The steady drumbeat of speculation about the “i-word” (impeachment) has pushed America’s political mindset away from the s-word: socialism. But it’ll be back soon, wrapped in the cloak of “climate change.” Despite what’s predicted to be a “near-normal” hurricane season beginning this weekend, much of the nation is still reeling from the wild weather of recent weeks — which is always a good time for blaming our free-enterprise system.
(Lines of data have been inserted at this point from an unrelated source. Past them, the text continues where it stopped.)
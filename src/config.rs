// Runtime configuration and persisted user settings

use std::fs;
use std::path::{Path, PathBuf};
use std::time::Duration;

use crate::downloader::DownloadError;

/// Fragment concurrency used until a calibration succeeds
pub const DEFAULT_CONCURRENCY: u32 = 3;

const SETTINGS_FILE: &str = ".yt_downloader_config.ini";
const SETTINGS_SECTION: &str = "Settings";
const KEY_FOLDER: &str = "download_folder";
const KEY_CONCURRENCY: &str = "concurrent_fragments";

/// Short public videos used for calibration trials
pub const DEFAULT_CALIBRATION_SAMPLES: &[&str] = &[
    "https://www.youtube.com/watch?v=BaW_jenozKc",
    "https://www.youtube.com/watch?v=jNQXAC9IVRw",
    "https://www.youtube.com/watch?v=C0DPdy98e4c",
];

/// Knobs of the orchestration core
#[derive(Debug, Clone)]
pub struct CoreConfig {
    /// Explicit yt-dlp executable; searched for when absent
    pub ytdlp_path: Option<PathBuf>,
    /// Explicit ffmpeg executable; searched for when absent
    pub ffmpeg_path: Option<PathBuf>,
    pub socket_timeout_secs: u32,
    pub retries: u32,
    pub probe_timeout_secs: u64,
    /// Free space required before a download is accepted; 0 disables the check
    pub min_free_bytes: u64,
    /// Time between the polite terminate and the hard kill
    pub cancel_grace: Duration,
    /// Concurrency levels tried by calibration, in order
    pub calibration_levels: Vec<u32>,
    pub calibration_samples: Vec<String>,
    /// Upper bound on a single calibration trial
    pub calibration_trial_timeout: Duration,
    /// Parent of calibration scratch directories
    pub scratch_root: PathBuf,
    pub settings_path: PathBuf,
}

impl Default for CoreConfig {
    fn default() -> Self {
        Self {
            ytdlp_path: None,
            ffmpeg_path: None,
            socket_timeout_secs: 30,
            retries: 5,
            probe_timeout_secs: 60,
            min_free_bytes: 1024 * 1024 * 1024,
            cancel_grace: Duration::from_millis(500),
            calibration_levels: vec![1, 3, 5, 8, 10],
            calibration_samples: DEFAULT_CALIBRATION_SAMPLES
                .iter()
                .map(|s| s.to_string())
                .collect(),
            calibration_trial_timeout: Duration::from_secs(20),
            scratch_root: std::env::temp_dir(),
            settings_path: default_settings_path(),
        }
    }
}

impl CoreConfig {
    /// Defaults with `YTDL_CORE_*` environment overrides applied
    pub fn from_env() -> Self {
        let mut config = Self::default();

        if let Ok(path) = std::env::var("YTDL_CORE_YTDLP") {
            if !path.trim().is_empty() {
                config.ytdlp_path = Some(PathBuf::from(path.trim()));
            }
        }
        if let Ok(path) = std::env::var("YTDL_CORE_FFMPEG") {
            if !path.trim().is_empty() {
                config.ffmpeg_path = Some(PathBuf::from(path.trim()));
            }
        }
        if let Ok(mb) = std::env::var("YTDL_CORE_MIN_FREE_MB") {
            match mb.trim().parse::<u64>() {
                Ok(mb) => config.min_free_bytes = mb * 1024 * 1024,
                Err(e) => tracing::warn!("[Config] Ignoring YTDL_CORE_MIN_FREE_MB={}: {}", mb, e),
            }
        }

        config
    }
}

/// `~/.yt_downloader_config.ini`, or the working directory without a home
pub fn default_settings_path() -> PathBuf {
    dirs::home_dir()
        .unwrap_or_else(|| PathBuf::from("."))
        .join(SETTINGS_FILE)
}

/// Values that survive restarts
#[derive(Debug, Clone, PartialEq, Eq)]
pub struct Settings {
    pub download_folder: Option<PathBuf>,
    /// Always >= 1
    pub concurrent_fragments: u32,
}

impl Default for Settings {
    fn default() -> Self {
        Self {
            download_folder: None,
            concurrent_fragments: DEFAULT_CONCURRENCY,
        }
    }
}

/// INI-style settings file with a single `[Settings]` section
#[derive(Debug, Clone)]
pub struct SettingsStore {
    path: PathBuf,
}

impl SettingsStore {
    pub fn new(path: impl Into<PathBuf>) -> Self {
        Self { path: path.into() }
    }

    pub fn path(&self) -> &Path {
        &self.path
    }

    /// Missing or unreadable files yield defaults
    pub fn load(&self) -> Settings {
        match fs::read_to_string(&self.path) {
            Ok(text) => parse_settings(&text),
            Err(e) => {
                if e.kind() != std::io::ErrorKind::NotFound {
                    tracing::error!("[Config] Error loading {}: {}", self.path.display(), e);
                }
                Settings::default()
            }
        }
    }

    pub fn save(&self, settings: &Settings) -> Result<(), DownloadError> {
        if settings.concurrent_fragments == 0 {
            return Err(DownloadError::Parse(
                "concurrent_fragments must be positive".to_string(),
            ));
        }

        if let Some(parent) = self.path.parent() {
            if !parent.as_os_str().is_empty() {
                fs::create_dir_all(parent)?;
            }
        }

        let mut text = format!("[{}]\n", SETTINGS_SECTION);
        if let Some(folder) = &settings.download_folder {
            text.push_str(&format!("{} = {}\n", KEY_FOLDER, folder.display()));
        }
        text.push_str(&format!("{} = {}\n\n", KEY_CONCURRENCY, settings.concurrent_fragments));

        fs::write(&self.path, text)?;
        hide_file(&self.path);
        tracing::debug!("[Config] Saved settings to {}", self.path.display());
        Ok(())
    }

    pub fn set_concurrency(&self, value: u32) -> Result<(), DownloadError> {
        let mut settings = self.load();
        settings.concurrent_fragments = value;
        self.save(&settings)
    }

    pub fn set_download_folder(&self, folder: impl Into<PathBuf>) -> Result<(), DownloadError> {
        let mut settings = self.load();
        settings.download_folder = Some(folder.into());
        self.save(&settings)
    }
}

fn parse_settings(text: &str) -> Settings {
    let mut settings = Settings::default();
    let mut in_section = false;

    for line in text.lines() {
        let line = line.trim();
        if line.is_empty() || line.starts_with('#') || line.starts_with(';') {
            continue;
        }
        if line.starts_with('[') && line.ends_with(']') {
            in_section = line[1..line.len() - 1].trim() == SETTINGS_SECTION;
            continue;
        }
        if !in_section {
            continue;
        }

        let Some((key, value)) = line.split_once('=').or_else(|| line.split_once(':')) else {
            continue;
        };
        let (key, value) = (key.trim(), value.trim());

        match key {
            KEY_FOLDER if !value.is_empty() => {
                settings.download_folder = Some(PathBuf::from(value));
            }
            KEY_CONCURRENCY => match value.parse::<u32>() {
                Ok(n) if n >= 1 => settings.concurrent_fragments = n,
                _ => tracing::warn!("[Config] Ignoring invalid {} = {}", KEY_CONCURRENCY, value),
            },
            _ => {}
        }
    }

    settings
}

#[cfg(windows)]
fn hide_file(path: &Path) {
    let result = std::process::Command::new("attrib")
        .arg("+h")
        .arg(path)
        .output();
    if let Err(e) = result {
        tracing::warn!("[Config] Could not hide {}: {}", path.display(), e);
    }
}

#[cfg(not(windows))]
fn hide_file(_path: &Path) {}
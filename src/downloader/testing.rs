// Scripted `MediaExtractor` and `PageResolver` for exercising the core
// without yt-dlp or network access

use std::path::PathBuf;
use std::sync::atomic::{AtomicUsize, Ordering};
use std::sync::Mutex;
use std::time::Duration;

use async_trait::async_trait;
use tokio::sync::mpsc::UnboundedSender;
use tokio_util::sync::CancellationToken;

use super::errors::DownloadError;
use super::extractors::DirectMedia;
use super::models::{DownloadJob, MediaInfo};
use super::progress::ToolEvent;
use super::traits::{MediaExtractor, PageResolver};

/// What one fake transfer does
pub struct FakeRun {
    pub events: Vec<ToolEvent>,
    /// Extension of the file to create from the output template
    pub create_ext: Option<String>,
    pub outcome: Result<(), DownloadError>,
    /// Block until cancelled after sending the events
    pub hang: bool,
}

impl FakeRun {
    pub fn ok(events: Vec<ToolEvent>) -> Self {
        Self {
            events,
            create_ext: None,
            outcome: Ok(()),
            hang: false,
        }
    }

    pub fn failing(error: DownloadError) -> Self {
        Self {
            events: Vec::new(),
            create_ext: None,
            outcome: Err(error),
            hang: false,
        }
    }

    pub fn hanging(events: Vec<ToolEvent>) -> Self {
        Self {
            events,
            create_ext: None,
            outcome: Ok(()),
            hang: true,
        }
    }

    pub fn creating(mut self, ext: &str) -> Self {
        self.create_ext = Some(ext.to_string());
        self
    }
}

type ProbeFn = dyn Fn(&str) -> (Duration, Result<MediaInfo, DownloadError>) + Send + Sync;
type DownloadFn = dyn Fn(&DownloadJob) -> FakeRun + Send + Sync;

pub struct ScriptedExtractor {
    probe: Box<ProbeFn>,
    download: Box<DownloadFn>,
    downloads: AtomicUsize,
    jobs: Mutex<Vec<DownloadJob>>,
}

impl ScriptedExtractor {
    pub fn new<P, D>(probe: P, download: D) -> Self
    where
        P: Fn(&str) -> (Duration, Result<MediaInfo, DownloadError>) + Send + Sync + 'static,
        D: Fn(&DownloadJob) -> FakeRun + Send + Sync + 'static,
    {
        Self {
            probe: Box::new(probe),
            download: Box::new(download),
            downloads: AtomicUsize::new(0),
            jobs: Mutex::new(Vec::new()),
        }
    }

    pub fn with_download<D>(download: D) -> Self
    where
        D: Fn(&DownloadJob) -> FakeRun + Send + Sync + 'static,
    {
        Self::new(
            |_| (Duration::ZERO, Err(DownloadError::NoFormats)),
            download,
        )
    }

    pub fn download_count(&self) -> usize {
        self.downloads.load(Ordering::SeqCst)
    }

    pub fn jobs(&self) -> Vec<DownloadJob> {
        self.jobs.lock().unwrap().clone()
    }
}

#[async_trait]
impl MediaExtractor for ScriptedExtractor {
    fn name(&self) -> &'static str {
        "scripted"
    }

    async fn probe(&self, url: &str) -> Result<MediaInfo, DownloadError> {
        let (delay, result) = (self.probe)(url);
        if !delay.is_zero() {
            tokio::time::sleep(delay).await;
        }
        result
    }

    async fn download(
        &self,
        job: DownloadJob,
        progress: UnboundedSender<ToolEvent>,
        cancel: CancellationToken,
    ) -> Result<(), DownloadError> {
        self.downloads.fetch_add(1, Ordering::SeqCst);
        self.jobs.lock().unwrap().push(job.clone());
        let run = (self.download)(&job);

        for event in run.events {
            let _ = progress.send(event);
            tokio::task::yield_now().await;
        }

        if let Some(ext) = &run.create_ext {
            let path = PathBuf::from(job.output_template.replace("%(ext)s", ext));
            std::fs::write(&path, b"media")?;
        }

        if run.hang {
            cancel.cancelled().await;
            return Err(DownloadError::Cancelled);
        }

        if cancel.is_cancelled() {
            return Err(DownloadError::Cancelled);
        }
        run.outcome
    }
}

/// Answers every handled URL with the same page contents
pub struct ScriptedResolver {
    host: String,
    media: Result<DirectMedia, DownloadError>,
    lookups: AtomicUsize,
}

impl ScriptedResolver {
    pub fn new(host: &str, media: Result<DirectMedia, DownloadError>) -> Self {
        Self {
            host: host.to_string(),
            media,
            lookups: AtomicUsize::new(0),
        }
    }

    pub fn lookup_count(&self) -> usize {
        self.lookups.load(Ordering::SeqCst)
    }
}

#[async_trait]
impl PageResolver for ScriptedResolver {
    fn handles(&self, url: &str) -> bool {
        url.contains(&self.host)
    }

    async fn resolve(&self, _url: &str) -> Result<DirectMedia, DownloadError> {
        self.lookups.fetch_add(1, Ordering::SeqCst);
        self.media.clone()
    }
}
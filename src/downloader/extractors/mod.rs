// Extractor implementations
//
// - cli: the native `yt-dlp` binary, used for probing and every transfer
// - direct: page scraping for hosts the regular extractor handles poorly

mod cli;
mod direct;

pub use cli::YtDlpCli;
pub use direct::{parse_page, DirectMedia, DirectMediaResolver, DEFAULT_DIRECT_DOMAINS};
use std::path::{Path, PathBuf};
use std::sync::OnceLock;

use tracing_appender::non_blocking::WorkerGuard;

const LOG_FILE: &str = ".yt_downloader.log";

/// `~/.yt_downloader.log`
pub fn default_log_path() -> PathBuf {
    dirs::home_dir()
        .unwrap_or_else(|| PathBuf::from("."))
        .join(LOG_FILE)
}

/// Install the global subscriber; later calls are no-ops.
///
/// With a `log_file` everything is appended there, otherwise it goes to stderr.
/// `RUST_LOG` overrides the default filter.
pub fn init_tracing(log_file: Option<&Path>) {
    static LOG_GUARD: OnceLock<WorkerGuard> = OnceLock::new();

    let filter = tracing_subscriber::EnvFilter::try_from_default_env()
        .unwrap_or_else(|_| "yt_downloader_core=info".into());

    let Some(path) = log_file else {
        let _ = tracing_subscriber::fmt().with_env_filter(filter).try_init();
        return;
    };

    let dir = path
        .parent()
        .filter(|p| !p.as_os_str().is_empty())
        .map(Path::to_path_buf)
        .unwrap_or_else(|| PathBuf::from("."));
    let name = path
        .file_name()
        .map(|n| n.to_os_string())
        .unwrap_or_else(|| LOG_FILE.into());

    if let Err(err) = std::fs::create_dir_all(&dir) {
        eprintln!("Failed to create log directory: {err}");
        let _ = tracing_subscriber::fmt().with_env_filter(filter).try_init();
        return;
    }

    let file_appender = tracing_appender::rolling::never(&dir, name);
    let (non_blocking, guard) = tracing_appender::non_blocking(file_appender);
    let _ = LOG_GUARD.set(guard);

    let _ = tracing_subscriber::fmt()
        .with_env_filter(filter)
        .with_writer(non_blocking)
        .with_ansi(false)
        .try_init();
}
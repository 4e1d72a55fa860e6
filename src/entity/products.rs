use sea_orm::entity::prelude::*;

#[derive(Clone, Debug, PartialEq, DeriveEntityModel)]
#[sea_orm(table_name = "products")]
pub struct Model {
    #[sea_orm(primary_key, auto_increment = false)]
    pub id: Uuid,
    pub name: String,
    pub description: String,
    pub quantity: i32,
    #[sea_orm(column_type = "Decimal(Some((12, 2)))")]
    pub price: Decimal,
    pub seller_id: Uuid,
    pub category: String,
    pub image_url: String,
    pub created_at: DateTimeWithTimeZone,
}

#[derive(Copy, Clone, Debug, EnumIter, DeriveRelation)]
pub enum Relation {
    #[sea_orm(
        belongs_to = "super::users::Entity",
        from = "Column::SellerId",
        to = "super::users::Column::Id"
    )]
    Seller,
    #[sea_orm(has_many = "super::cart_items::Entity")]
    CartItems,
    #[sea_orm(has_many = "super::reviews::Entity")]
    Reviews,
}

impl Related<super::users::Entity> for Entity {
    fn to() -> RelationDef {
        Relation::Seller.def()
    }
}

impl Related<super::cart_items::Entity> for Entity {
    fn to() -> RelationDef {
        Relation::CartItems.def()
    }
}

impl Related<super::reviews::Entity> for Entity {
    fn to() -> RelationDef {
        Relation::Reviews.def()
    }
}

impl ActiveModelBehavior for ActiveModel {}
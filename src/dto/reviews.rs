use serde::{Deserialize, Serialize};
use utoipa::ToSchema;
use uuid::Uuid;

use crate::models::Review;

#[derive(Debug, Deserialize, ToSchema)]
pub struct CreateReviewRequest {
    pub product_id: Uuid,
    /// 1 to 5.
    pub rating: i32,
    #[serde(default)]
    pub comment: String,
}

#[derive(Debug, Serialize, ToSchema)]
#[serde(transparent)]
pub struct ReviewList {
    #[schema(value_type = Vec<Review>)]
    pub items: Vec<Review>,
}
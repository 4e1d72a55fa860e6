use sea_orm::entity::prelude::*;

#[derive(Clone, Debug, PartialEq, DeriveEntityModel)]
#[sea_orm(table_name = "orders")]
pub struct Model {
    #[sea_orm(primary_key, auto_increment = false)]
    pub id: Uuid,
    pub user_id: Uuid,
    #[sea_orm(column_type = "Decimal(Some((12, 2)))")]
    pub total_price: Decimal,
    pub status: String,
    pub created_at: DateTimeWithTimeZone,
    pub updated_at: DateTimeWithTimeZone,
}

#[derive(Copy, Clone, Debug, EnumIter, DeriveRelation)]
pub enum Relation {
    #[sea_orm(
        belongs_to = "super::users::Entity",
        from = "Column::UserId",
        to = "super::users::Column::Id"
    )]
    Users,
    #[sea_orm(has_many = "super::order_items::Entity")]
    OrderItems,
}

impl Related<super::users::Entity> for Entity {
    fn to() -> RelationDef {
        Relation::Users.def()
    }
}

impl Related<super::order_items::Entity> for Entity {
    fn to() -> RelationDef {
        Relation::OrderItems.def()
    }
}

impl ActiveModelBehavior for ActiveModel {}
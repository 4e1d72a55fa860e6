use std::env;

use anyhow::bail;

pub const MIN_JWT_SECRET_LEN: usize = 32;

#[derive(Debug, Clone)]
pub struct AppConfig {
    pub database_url: String,
    pub host: String,
    pub port: u16,
    pub max_connections: u32,
    pub jwt_secret: String,
    pub jwt_ttl_hours: i64,
}

impl AppConfig {
    pub fn from_env() -> anyhow::Result<Self> {
        let database_url = env::var("DATABASE_URL")?;
        let host = env::var("APP_HOST").unwrap_or_else(|_| "127.0.0.1".to_string());
        let port = env::var("APP_PORT")
            .ok()
            .and_then(|p| p.parse::<u16>().ok())
            .unwrap_or(3000);
        let max_connections = env::var("DATABASE_MAX_CONNECTIONS")
            .ok()
            .and_then(|n| n.parse::<u32>().ok())
            .unwrap_or(10);
        let jwt_secret = env::var("JWT_SECRET").unwrap_or_default();
        validate_jwt_secret(&jwt_secret)?;
        let jwt_ttl_hours = env::var("JWT_TTL_HOURS")
            .ok()
            .and_then(|h| h.parse::<i64>().ok())
            .filter(|h| *h > 0)
            .unwrap_or(24);
        Ok(Self {
            port,
            database_url,
            host,
            max_connections,
            jwt_secret,
            jwt_ttl_hours,
        })
    }
}

/// Rejects signing secrets that are missing or too short to be safe for HS256.
pub fn validate_jwt_secret(secret: &str) -> anyhow::Result<()> {
    if secret.trim().is_empty() {
        bail!("JWT_SECRET is not set");
    }
    if secret.len() < MIN_JWT_SECRET_LEN {
        bail!("JWT_SECRET must be at least {MIN_JWT_SECRET_LEN} bytes long");
    }
    Ok(())
}

#[cfg(test)]
mod tests {
    use super::*;

    #[test]
    fn empty_secret_is_rejected() {
        let err = validate_jwt_secret("   ").unwrap_err();
        assert!(err.to_string().contains("not set"));
    }

    #[test]
    fn short_secret_is_rejected() {
        assert!(validate_jwt_secret("too-short").is_err());
    }

    #[test]
    fn long_enough_secret_is_accepted() {
        let secret = "x".repeat(MIN_JWT_SECRET_LEN);
        assert!(validate_jwt_secret(&secret).is_ok());
    }
}
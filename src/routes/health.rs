use axum::Json;
use serde::Serialize;
use utoipa::ToSchema;

use crate::response::{ApiResponse, Meta};

#[derive(Serialize, ToSchema)]
pub struct HealthData {
    pub status: String,
    pub version: String,
}

/// Liveness only; it does not touch the database.
#[utoipa::path(
    get,
    path = "/health",
    responses(
        (status = 200, description = "OK", body = ApiResponse<HealthData>),
    ),
    tag = "Health"
)]
pub async fn health_check() -> Json<ApiResponse<HealthData>> {
    let data = HealthData {
        status: "ok".to_string(),
        version: env!("CARGO_PKG_VERSION").to_string(),
    };

    Json(ApiResponse::success(
        "Health check",
        data,
        Some(Meta::empty()),
    ))
}
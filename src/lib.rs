pub mod audit;
pub mod config;
pub mod db;
pub mod dto;
pub mod entity;
pub mod error;
pub mod middleware;
pub mod models;
pub mod response;
pub mod routes;
pub mod services;
pub mod state;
We all know that weather is beyond human control, but that hasn’t stopped leftists from insisting we can change this through government mandates that reduce our dependence on carbon-based energy and force us into other lifestyle corrections. Climate change was among several pet issues radical Democrats sought to address when they took over the House in last year’s midterm elections, and the Green New Deal is their most obvious effort. Never mind that not a single Democrat senator had the guts to vote for this colossally asinine legislation when the opportunity arose. But there are still a number of true believers out there in the House, and parts of the legislation could certainly find their way into other bills.
Those who’ve lived it have written at length about the dangers of socialism as an economic system, but what was lost in the initial assessment and commentary on the GND was the environmental track record of nations often considered to be leaders in green.
For example, North Korea has its fans among the Radical Green because its carbon output per capita is barely one-fourth that of its capitalist neighbor to the south. If one doesn’t mind the starvation and repression, North Korea comes across as an environmental paradise — at least until one sees the nighttime satellite images of a light-free nation and the daytime images of extensive deforestation.
And North Korea isn’t an outlier among communist nations. Writing at National Review, Shawn Regan, a research fellow at the nonprofit Property and Environment Research Center, makes the case that socialism, practiced in the style of the Green New Deal, has a “dismal environmental legacy.” As Soviet-era communism began to collapse three decades ago, the West could see firsthand the “massive ‘tragedy of the commons’” in the former Soviet Union and its onetime Eastern European satellite nations. Mass starvation killed millions. And then there was Chernobyl, which is now the subject of an HBO miniseries revealing just how calloused and deceptive Soviet officials were in the lead-up to and cover-up of that disaster.
The Communist Chinese are the world’s worst current offenders. Residents of Beijing must often wear masks to even breathe in the smog-laden city. And yet American leftists are content to take China’s pinky swears about reducing emissions for deals like the Paris Agreement.
Yet our own government doesn’t escape scrutiny. The military, federally owned power plants, and agricultural policies have despoiled their share of our landscape over the decades. Even the EPA dumped millions of gallons of toxic sludge into a Colorado river.
On the other hand, the U.S. has built a sanitary infrastructure to eradicate most water-borne disease and restricted unfettered private property rights in favor of generally (but not always) reasonable environmental regulations. Public outcry eliminated most of the automobile smog from our big-city skies and wanton dumping of industrial wastes into our waterways, and created entrepreneurial opportunities for satisfying both private and public interests. One of the many advantages of our capitalist system is how nimbly it can address such issues as they occur.
As for the Green New Deal, its mandates and red tape would create prosperity for a connected class of bureaucrats and rent-seekers, while the rest of us are met with energy costs that have “necessarily skyrocketed,” to paraphrase a former president. The GND would thus be a GRD (Green Raw Deal) for all but a privileged few.
Environmental, economic, and ultimately societal — the destruction of our nation would be complete if the proponents of the GND ever truly got their way. Socialism’s awful economic legacy is well documented, but its environmental legacy is one the Left would love to keep under wraps.